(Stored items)
* * * * * * *

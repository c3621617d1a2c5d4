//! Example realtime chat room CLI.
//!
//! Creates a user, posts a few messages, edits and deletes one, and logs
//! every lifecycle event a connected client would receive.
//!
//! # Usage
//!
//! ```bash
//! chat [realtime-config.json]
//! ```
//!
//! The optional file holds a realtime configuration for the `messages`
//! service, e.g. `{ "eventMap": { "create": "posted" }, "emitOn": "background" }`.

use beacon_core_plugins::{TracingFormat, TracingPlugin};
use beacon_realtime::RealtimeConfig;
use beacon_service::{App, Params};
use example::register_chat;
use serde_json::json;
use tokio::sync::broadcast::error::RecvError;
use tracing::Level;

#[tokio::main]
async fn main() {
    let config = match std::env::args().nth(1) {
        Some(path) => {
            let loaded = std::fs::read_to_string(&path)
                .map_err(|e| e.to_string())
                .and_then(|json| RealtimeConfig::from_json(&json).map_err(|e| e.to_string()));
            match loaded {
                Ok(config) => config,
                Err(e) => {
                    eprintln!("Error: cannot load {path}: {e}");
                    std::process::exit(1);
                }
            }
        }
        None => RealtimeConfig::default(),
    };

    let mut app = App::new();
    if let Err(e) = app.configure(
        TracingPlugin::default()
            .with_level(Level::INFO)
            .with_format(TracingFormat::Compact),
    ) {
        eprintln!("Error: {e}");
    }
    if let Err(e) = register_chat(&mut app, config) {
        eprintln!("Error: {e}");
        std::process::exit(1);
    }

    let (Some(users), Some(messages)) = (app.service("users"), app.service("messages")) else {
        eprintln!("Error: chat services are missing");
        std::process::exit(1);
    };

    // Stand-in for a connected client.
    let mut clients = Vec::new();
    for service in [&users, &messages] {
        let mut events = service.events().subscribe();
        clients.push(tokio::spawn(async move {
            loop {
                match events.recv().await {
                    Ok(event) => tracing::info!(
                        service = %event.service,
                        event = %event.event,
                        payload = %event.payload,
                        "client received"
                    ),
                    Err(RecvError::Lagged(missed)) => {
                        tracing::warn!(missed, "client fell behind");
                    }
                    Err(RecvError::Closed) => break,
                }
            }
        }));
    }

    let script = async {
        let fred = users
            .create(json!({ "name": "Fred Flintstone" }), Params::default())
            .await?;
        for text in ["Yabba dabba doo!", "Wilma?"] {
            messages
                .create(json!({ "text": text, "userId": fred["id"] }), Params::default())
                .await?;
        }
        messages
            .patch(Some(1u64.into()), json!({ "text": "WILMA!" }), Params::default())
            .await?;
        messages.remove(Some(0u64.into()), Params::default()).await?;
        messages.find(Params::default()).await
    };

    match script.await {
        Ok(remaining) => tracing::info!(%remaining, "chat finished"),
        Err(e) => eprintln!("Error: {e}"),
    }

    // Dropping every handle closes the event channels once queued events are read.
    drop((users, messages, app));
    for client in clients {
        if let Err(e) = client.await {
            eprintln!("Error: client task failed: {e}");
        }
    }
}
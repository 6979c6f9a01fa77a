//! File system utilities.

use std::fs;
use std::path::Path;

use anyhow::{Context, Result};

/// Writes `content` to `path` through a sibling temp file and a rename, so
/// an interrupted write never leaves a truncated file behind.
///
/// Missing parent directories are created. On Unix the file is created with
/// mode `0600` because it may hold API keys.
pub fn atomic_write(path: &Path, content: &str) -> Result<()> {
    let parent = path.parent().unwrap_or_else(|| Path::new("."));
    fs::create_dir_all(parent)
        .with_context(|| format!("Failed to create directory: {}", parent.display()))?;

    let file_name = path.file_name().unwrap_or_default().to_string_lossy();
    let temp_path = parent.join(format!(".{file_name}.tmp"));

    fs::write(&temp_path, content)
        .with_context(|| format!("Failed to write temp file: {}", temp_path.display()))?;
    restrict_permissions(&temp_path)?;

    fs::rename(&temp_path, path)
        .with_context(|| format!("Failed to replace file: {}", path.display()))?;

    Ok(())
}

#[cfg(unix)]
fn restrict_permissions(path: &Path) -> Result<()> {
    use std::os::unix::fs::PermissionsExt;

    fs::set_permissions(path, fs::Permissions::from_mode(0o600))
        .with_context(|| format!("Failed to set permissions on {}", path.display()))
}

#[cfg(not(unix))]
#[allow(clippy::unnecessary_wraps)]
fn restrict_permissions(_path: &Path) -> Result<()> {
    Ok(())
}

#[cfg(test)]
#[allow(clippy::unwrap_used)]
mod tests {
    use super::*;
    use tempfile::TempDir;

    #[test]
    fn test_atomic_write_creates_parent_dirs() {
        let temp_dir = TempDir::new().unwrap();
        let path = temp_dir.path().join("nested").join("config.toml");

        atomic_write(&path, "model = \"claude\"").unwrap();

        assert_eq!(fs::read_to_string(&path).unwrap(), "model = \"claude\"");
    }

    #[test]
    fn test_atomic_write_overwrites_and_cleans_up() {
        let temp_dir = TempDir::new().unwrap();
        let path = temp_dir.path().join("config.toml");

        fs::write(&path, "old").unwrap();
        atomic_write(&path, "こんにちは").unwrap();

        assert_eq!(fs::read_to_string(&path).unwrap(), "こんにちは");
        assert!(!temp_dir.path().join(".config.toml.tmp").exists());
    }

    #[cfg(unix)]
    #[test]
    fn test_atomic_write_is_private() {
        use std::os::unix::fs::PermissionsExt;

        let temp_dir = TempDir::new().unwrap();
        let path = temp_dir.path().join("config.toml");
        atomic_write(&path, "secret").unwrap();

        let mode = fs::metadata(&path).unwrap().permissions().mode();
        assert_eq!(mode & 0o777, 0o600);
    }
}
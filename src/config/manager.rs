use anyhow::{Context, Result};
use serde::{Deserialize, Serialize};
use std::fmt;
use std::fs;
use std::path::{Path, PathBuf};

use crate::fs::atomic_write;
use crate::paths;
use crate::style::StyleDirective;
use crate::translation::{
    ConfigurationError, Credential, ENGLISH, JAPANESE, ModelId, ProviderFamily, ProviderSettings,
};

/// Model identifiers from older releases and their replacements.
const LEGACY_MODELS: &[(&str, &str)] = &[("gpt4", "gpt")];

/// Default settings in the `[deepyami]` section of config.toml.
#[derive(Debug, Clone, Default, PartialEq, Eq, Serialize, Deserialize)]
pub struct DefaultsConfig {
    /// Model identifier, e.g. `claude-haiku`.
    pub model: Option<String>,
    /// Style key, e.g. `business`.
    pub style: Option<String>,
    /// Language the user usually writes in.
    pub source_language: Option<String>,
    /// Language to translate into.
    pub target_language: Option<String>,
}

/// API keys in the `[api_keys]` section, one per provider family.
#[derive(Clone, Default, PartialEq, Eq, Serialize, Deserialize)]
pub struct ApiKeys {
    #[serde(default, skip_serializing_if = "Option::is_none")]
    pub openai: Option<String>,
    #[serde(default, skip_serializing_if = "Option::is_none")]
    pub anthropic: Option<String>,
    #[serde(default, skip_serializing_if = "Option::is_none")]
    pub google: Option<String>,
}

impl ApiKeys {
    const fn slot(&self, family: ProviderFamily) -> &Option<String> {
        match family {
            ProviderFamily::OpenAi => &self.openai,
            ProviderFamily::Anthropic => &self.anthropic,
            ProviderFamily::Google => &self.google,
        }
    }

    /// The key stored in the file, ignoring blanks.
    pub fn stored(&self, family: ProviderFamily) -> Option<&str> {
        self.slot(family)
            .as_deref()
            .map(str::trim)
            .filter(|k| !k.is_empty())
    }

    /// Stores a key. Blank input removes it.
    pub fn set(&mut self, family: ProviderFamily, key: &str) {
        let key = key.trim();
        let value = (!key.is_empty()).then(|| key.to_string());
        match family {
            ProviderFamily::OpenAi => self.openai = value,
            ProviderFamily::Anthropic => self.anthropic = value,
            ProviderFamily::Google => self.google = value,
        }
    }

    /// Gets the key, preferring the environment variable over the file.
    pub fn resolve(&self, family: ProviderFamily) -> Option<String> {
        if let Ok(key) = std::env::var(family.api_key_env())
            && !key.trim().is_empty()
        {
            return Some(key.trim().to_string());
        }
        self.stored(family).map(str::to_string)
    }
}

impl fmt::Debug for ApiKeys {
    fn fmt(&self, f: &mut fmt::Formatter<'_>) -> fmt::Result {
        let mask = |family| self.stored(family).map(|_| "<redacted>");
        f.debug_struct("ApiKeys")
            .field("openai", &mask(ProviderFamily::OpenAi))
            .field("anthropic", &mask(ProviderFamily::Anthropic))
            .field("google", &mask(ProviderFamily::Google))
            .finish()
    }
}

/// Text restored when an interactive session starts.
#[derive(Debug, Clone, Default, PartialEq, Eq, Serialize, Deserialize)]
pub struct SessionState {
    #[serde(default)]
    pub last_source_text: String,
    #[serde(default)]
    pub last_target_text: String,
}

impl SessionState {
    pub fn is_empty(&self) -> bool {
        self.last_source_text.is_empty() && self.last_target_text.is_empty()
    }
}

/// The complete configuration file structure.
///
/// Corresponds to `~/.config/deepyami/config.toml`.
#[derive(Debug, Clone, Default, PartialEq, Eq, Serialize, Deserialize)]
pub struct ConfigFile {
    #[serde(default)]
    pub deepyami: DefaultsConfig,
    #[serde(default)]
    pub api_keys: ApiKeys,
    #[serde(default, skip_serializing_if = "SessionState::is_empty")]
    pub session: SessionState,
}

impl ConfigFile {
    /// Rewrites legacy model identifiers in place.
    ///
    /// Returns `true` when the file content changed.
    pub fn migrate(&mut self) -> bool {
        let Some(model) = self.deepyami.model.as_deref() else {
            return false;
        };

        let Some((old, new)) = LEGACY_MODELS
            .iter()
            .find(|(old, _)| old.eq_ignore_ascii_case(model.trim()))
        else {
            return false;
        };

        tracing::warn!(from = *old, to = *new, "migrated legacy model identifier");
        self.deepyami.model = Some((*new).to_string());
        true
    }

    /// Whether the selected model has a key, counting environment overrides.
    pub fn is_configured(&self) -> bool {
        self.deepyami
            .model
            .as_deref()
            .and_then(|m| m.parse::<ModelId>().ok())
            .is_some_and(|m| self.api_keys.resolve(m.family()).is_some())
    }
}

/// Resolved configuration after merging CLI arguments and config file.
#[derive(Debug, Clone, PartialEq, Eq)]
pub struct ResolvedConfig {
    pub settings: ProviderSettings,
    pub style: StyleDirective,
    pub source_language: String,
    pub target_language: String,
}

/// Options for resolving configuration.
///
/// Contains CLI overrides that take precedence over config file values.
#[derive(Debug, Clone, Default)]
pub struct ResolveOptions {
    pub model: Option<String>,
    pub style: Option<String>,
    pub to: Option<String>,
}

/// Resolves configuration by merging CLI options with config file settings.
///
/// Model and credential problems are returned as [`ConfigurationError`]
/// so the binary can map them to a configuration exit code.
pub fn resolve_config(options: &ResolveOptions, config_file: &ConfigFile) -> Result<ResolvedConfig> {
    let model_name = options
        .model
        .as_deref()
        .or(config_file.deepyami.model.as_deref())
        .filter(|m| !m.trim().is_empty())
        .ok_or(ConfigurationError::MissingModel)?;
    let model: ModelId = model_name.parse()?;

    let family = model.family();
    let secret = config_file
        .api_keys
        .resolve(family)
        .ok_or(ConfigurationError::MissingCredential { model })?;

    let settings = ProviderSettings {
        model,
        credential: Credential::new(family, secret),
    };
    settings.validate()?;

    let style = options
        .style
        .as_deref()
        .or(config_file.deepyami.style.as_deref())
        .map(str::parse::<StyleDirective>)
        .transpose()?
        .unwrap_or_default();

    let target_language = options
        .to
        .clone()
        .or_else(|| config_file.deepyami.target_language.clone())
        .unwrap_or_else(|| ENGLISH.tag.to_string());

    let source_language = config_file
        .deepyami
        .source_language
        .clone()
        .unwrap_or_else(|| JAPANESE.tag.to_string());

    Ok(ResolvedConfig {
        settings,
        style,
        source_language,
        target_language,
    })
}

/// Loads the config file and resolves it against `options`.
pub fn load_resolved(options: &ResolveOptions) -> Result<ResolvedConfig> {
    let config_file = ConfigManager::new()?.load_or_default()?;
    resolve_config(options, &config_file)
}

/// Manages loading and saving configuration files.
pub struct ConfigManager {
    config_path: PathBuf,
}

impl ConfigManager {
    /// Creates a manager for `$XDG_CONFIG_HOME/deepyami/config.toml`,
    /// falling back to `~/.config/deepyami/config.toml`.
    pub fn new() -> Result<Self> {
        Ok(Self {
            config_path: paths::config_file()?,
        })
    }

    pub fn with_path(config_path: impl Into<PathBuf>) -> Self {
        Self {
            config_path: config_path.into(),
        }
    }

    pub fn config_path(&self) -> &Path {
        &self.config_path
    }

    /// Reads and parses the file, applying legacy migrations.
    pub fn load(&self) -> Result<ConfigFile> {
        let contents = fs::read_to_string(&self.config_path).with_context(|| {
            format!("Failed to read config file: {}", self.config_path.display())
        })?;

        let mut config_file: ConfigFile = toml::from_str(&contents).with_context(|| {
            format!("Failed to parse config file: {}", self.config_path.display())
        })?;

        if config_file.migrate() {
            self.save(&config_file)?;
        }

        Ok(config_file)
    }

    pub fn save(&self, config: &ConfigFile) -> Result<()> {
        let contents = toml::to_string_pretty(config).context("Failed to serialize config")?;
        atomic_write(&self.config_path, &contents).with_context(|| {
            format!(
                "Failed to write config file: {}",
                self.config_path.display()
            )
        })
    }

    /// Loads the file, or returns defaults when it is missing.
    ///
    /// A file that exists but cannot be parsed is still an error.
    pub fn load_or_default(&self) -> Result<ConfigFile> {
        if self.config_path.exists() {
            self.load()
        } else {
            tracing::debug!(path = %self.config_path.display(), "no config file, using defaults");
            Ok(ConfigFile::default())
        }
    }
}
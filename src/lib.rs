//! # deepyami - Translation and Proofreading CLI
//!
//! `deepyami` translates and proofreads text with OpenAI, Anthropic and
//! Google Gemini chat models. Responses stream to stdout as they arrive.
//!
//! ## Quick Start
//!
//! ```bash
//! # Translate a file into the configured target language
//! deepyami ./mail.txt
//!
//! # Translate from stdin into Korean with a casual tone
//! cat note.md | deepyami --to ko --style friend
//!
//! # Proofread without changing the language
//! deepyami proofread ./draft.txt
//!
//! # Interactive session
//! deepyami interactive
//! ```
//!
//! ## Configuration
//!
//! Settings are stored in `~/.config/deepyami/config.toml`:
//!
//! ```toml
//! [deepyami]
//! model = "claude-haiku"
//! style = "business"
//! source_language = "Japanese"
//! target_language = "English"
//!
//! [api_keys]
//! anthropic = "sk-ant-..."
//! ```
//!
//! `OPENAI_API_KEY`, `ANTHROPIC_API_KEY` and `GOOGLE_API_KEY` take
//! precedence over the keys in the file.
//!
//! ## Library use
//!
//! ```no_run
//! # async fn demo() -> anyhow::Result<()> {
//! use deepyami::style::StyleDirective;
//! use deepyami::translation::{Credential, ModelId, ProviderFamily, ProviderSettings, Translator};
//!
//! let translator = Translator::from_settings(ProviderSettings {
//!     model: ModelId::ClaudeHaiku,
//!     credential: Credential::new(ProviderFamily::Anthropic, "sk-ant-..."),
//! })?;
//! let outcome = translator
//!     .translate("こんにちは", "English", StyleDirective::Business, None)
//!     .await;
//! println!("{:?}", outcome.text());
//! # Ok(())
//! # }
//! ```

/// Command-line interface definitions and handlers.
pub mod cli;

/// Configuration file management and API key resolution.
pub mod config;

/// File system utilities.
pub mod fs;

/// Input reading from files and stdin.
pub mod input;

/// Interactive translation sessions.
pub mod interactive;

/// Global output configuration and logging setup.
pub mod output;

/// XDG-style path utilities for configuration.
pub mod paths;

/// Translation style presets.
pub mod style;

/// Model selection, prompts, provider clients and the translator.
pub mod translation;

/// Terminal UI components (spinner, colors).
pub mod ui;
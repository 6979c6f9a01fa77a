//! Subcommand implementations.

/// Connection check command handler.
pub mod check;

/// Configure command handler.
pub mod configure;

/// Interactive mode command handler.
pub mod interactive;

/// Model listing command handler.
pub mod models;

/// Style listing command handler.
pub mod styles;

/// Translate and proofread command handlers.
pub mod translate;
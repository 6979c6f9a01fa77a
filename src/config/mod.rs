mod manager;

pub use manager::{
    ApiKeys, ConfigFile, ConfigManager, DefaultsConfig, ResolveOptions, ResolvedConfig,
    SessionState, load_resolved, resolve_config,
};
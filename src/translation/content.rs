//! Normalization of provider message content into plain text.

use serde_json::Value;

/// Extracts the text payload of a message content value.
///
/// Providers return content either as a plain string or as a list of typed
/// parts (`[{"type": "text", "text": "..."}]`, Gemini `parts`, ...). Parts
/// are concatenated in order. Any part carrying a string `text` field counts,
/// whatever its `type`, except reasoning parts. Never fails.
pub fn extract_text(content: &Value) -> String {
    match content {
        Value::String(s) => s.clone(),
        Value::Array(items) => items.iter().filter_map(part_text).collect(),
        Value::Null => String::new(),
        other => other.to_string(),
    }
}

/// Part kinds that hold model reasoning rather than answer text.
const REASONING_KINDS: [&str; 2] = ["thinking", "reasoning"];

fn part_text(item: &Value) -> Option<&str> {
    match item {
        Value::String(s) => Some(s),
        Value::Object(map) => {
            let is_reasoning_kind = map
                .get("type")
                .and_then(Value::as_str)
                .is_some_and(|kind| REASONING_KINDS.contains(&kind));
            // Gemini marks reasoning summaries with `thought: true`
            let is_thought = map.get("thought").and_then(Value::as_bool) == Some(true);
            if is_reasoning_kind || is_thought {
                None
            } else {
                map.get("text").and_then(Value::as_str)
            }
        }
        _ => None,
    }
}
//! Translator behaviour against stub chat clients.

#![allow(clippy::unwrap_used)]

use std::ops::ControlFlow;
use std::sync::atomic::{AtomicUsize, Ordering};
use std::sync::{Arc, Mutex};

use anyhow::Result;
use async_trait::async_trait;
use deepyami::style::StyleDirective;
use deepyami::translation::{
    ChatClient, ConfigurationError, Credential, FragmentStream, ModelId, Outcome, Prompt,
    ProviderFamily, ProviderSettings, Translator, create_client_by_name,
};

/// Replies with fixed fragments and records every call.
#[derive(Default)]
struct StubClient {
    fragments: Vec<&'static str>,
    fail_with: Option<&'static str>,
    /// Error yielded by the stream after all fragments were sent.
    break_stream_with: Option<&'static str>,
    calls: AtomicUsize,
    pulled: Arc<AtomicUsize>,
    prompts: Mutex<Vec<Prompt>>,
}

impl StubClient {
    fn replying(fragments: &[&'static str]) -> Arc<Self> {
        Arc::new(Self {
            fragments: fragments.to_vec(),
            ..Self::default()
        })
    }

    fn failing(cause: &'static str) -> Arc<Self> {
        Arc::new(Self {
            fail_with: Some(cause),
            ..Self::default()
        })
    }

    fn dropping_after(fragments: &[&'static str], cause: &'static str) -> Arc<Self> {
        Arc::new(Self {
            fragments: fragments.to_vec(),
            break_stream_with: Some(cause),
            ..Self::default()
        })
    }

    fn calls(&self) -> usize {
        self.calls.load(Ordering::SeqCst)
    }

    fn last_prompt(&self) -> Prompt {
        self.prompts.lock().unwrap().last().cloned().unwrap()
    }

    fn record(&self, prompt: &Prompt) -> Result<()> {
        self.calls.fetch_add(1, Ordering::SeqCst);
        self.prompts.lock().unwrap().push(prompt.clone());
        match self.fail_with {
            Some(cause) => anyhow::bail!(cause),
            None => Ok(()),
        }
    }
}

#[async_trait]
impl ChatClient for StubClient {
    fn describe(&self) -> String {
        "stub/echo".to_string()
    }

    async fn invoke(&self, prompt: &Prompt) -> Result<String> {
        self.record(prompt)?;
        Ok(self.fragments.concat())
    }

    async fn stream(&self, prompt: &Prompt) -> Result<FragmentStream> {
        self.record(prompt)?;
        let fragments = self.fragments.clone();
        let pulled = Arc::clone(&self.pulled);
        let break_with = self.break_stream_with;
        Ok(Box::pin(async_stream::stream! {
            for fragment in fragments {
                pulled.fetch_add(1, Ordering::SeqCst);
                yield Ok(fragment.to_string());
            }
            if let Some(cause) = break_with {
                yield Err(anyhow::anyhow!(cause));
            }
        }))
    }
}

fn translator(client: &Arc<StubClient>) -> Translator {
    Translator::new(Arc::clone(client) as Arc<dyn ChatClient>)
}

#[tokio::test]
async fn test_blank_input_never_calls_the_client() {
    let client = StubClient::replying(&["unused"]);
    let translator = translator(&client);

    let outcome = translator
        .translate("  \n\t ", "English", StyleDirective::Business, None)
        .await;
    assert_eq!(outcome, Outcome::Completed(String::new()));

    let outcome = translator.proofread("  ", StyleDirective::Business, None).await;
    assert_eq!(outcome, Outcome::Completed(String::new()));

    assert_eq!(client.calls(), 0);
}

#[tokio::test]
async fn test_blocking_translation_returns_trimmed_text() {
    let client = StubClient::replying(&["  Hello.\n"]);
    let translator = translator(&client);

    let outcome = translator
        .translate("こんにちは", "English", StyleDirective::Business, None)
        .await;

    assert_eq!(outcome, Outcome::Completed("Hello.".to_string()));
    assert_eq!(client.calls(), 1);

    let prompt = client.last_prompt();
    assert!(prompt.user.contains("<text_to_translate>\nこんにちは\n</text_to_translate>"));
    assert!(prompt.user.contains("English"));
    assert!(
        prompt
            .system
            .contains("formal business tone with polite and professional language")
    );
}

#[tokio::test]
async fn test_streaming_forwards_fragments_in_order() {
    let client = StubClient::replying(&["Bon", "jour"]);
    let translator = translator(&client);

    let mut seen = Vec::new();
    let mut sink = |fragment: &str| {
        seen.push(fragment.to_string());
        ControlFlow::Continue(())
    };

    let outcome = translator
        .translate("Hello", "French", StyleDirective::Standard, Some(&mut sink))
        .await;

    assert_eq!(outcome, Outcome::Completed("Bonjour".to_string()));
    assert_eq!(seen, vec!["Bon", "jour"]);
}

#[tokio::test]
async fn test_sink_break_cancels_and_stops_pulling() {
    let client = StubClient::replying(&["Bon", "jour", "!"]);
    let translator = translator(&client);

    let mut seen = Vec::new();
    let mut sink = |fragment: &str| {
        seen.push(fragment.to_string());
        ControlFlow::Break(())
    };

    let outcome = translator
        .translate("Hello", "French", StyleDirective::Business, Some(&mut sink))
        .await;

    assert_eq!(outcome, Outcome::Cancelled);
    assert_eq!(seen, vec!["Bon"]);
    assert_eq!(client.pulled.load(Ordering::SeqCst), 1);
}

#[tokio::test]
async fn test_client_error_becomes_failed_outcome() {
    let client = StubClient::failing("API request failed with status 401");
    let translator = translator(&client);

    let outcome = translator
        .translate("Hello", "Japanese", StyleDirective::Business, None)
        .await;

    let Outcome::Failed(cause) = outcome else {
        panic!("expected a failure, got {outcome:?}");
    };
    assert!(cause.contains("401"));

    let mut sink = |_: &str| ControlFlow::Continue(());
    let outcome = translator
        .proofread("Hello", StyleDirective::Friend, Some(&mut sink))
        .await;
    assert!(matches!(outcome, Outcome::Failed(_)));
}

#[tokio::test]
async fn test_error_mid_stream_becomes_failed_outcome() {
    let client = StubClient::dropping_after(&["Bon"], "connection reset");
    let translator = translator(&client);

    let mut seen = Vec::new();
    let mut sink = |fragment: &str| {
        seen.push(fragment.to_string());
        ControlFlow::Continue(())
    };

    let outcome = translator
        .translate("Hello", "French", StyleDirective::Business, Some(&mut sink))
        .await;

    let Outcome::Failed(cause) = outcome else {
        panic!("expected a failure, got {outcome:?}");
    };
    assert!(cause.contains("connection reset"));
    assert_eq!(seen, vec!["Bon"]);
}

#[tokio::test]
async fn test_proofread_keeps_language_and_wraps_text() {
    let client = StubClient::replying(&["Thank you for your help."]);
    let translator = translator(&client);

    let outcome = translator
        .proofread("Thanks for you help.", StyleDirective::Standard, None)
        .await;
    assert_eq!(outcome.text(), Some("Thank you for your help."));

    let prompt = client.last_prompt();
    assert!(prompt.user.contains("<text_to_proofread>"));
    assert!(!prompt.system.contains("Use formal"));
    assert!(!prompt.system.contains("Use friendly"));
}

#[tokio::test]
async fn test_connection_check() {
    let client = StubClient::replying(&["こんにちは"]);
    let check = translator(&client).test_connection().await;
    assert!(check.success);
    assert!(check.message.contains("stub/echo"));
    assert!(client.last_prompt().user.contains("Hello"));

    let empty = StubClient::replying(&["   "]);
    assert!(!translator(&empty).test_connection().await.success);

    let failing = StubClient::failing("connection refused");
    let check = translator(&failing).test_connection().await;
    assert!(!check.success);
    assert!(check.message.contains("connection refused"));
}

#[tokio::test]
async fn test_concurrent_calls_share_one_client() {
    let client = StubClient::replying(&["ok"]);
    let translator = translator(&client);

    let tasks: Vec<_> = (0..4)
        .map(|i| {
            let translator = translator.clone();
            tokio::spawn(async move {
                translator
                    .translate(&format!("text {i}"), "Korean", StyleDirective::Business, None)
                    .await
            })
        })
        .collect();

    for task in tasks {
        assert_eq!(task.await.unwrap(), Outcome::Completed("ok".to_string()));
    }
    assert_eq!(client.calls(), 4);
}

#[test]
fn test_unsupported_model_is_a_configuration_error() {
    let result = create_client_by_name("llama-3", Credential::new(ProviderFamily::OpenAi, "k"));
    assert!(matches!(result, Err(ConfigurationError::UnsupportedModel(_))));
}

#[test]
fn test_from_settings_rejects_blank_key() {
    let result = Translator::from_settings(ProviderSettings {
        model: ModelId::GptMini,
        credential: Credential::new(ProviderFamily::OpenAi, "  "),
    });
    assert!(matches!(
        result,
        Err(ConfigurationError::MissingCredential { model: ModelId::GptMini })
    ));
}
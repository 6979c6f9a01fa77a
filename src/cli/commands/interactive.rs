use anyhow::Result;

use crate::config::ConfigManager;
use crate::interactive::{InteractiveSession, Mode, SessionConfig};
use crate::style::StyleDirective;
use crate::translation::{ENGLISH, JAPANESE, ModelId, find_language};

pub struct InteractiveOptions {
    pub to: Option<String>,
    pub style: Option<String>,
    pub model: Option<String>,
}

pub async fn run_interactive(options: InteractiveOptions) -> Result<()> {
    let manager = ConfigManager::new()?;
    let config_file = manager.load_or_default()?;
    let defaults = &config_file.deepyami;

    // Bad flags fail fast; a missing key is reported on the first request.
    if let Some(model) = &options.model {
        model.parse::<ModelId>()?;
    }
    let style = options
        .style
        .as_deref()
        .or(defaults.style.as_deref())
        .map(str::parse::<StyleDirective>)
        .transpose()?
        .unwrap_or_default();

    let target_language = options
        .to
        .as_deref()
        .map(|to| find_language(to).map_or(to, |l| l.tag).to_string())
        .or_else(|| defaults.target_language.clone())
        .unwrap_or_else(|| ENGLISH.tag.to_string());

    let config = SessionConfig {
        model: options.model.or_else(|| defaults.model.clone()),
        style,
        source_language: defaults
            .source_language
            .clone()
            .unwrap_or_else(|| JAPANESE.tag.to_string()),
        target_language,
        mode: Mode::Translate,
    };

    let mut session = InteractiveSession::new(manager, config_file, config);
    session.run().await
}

* * * * * * *

- **What this task involves**: Only the lines containing the string "clippy" are needed; pull them out of the records.

- **Answer for this exercise**:
#[allow(clippy::unnecessary_wraps)]
#[allow(clippy::unwrap_used)]
#![allow(clippy::unwrap_used)]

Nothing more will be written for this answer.